**What to produce**
Select all lines holding the word "struct" from the entries that follow.

**Records for this exercise**

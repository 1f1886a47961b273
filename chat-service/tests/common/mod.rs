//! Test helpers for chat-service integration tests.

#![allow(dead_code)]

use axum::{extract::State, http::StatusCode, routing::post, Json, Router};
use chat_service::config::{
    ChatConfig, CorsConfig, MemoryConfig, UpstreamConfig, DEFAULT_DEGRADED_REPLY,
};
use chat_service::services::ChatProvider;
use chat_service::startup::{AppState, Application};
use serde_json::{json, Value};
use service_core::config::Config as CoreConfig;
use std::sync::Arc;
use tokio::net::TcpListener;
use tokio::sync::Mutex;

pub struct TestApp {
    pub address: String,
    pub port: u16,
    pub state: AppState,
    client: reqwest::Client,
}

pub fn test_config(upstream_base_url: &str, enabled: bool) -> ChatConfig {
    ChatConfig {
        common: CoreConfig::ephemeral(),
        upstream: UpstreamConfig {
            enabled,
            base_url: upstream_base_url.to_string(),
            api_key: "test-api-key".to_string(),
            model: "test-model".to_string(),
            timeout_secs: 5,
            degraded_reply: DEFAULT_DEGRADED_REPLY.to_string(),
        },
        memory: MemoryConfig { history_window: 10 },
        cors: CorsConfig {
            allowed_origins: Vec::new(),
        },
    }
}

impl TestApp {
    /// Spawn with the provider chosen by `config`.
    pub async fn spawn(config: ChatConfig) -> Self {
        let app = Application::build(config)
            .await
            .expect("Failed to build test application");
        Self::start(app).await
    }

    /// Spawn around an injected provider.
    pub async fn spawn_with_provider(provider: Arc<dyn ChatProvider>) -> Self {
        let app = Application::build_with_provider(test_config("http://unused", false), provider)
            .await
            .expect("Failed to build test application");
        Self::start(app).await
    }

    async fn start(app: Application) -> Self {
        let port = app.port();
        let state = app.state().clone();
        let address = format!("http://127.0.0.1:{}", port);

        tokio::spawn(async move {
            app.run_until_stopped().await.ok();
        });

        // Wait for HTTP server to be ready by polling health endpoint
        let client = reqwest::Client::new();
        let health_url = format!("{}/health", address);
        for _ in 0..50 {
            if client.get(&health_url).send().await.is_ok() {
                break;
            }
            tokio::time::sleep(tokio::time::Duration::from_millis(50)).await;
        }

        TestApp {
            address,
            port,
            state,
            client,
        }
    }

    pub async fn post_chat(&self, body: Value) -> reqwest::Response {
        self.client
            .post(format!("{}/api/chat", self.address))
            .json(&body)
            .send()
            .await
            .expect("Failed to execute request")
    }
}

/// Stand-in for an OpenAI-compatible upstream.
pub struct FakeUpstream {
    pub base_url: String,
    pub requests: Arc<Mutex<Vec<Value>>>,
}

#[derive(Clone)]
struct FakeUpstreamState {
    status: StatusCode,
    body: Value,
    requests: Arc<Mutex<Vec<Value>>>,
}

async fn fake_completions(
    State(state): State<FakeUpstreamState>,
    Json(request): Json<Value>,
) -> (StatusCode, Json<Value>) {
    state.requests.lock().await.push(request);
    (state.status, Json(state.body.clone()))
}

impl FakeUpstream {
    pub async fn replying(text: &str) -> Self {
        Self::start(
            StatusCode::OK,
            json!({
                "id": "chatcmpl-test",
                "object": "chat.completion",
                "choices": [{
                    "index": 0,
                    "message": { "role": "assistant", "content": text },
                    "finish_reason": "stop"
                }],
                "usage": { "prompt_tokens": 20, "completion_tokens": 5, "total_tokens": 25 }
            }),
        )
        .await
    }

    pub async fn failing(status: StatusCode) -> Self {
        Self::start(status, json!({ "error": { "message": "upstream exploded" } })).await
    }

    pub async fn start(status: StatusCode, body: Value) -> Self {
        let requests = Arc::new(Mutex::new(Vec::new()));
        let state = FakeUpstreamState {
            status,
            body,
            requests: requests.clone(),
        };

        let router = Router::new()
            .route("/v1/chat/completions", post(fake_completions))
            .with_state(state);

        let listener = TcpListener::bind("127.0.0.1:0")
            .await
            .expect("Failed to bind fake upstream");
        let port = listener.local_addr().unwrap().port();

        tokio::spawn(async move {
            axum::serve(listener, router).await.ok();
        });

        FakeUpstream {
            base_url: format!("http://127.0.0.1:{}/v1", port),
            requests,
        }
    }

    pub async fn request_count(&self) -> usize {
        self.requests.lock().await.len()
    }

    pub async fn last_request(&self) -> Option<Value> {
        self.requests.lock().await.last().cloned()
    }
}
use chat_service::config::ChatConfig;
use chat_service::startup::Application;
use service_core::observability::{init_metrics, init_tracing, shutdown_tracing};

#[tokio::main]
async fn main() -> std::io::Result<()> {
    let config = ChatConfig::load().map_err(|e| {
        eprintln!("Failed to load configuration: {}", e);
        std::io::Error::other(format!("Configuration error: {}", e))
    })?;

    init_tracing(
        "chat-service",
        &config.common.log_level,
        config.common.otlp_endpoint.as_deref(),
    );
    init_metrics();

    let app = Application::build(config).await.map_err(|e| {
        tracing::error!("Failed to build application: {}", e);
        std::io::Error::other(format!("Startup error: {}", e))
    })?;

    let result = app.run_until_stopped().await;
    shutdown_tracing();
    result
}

**Answer section**
pub struct TestApp {
pub struct FakeUpstream {
struct FakeUpstreamState {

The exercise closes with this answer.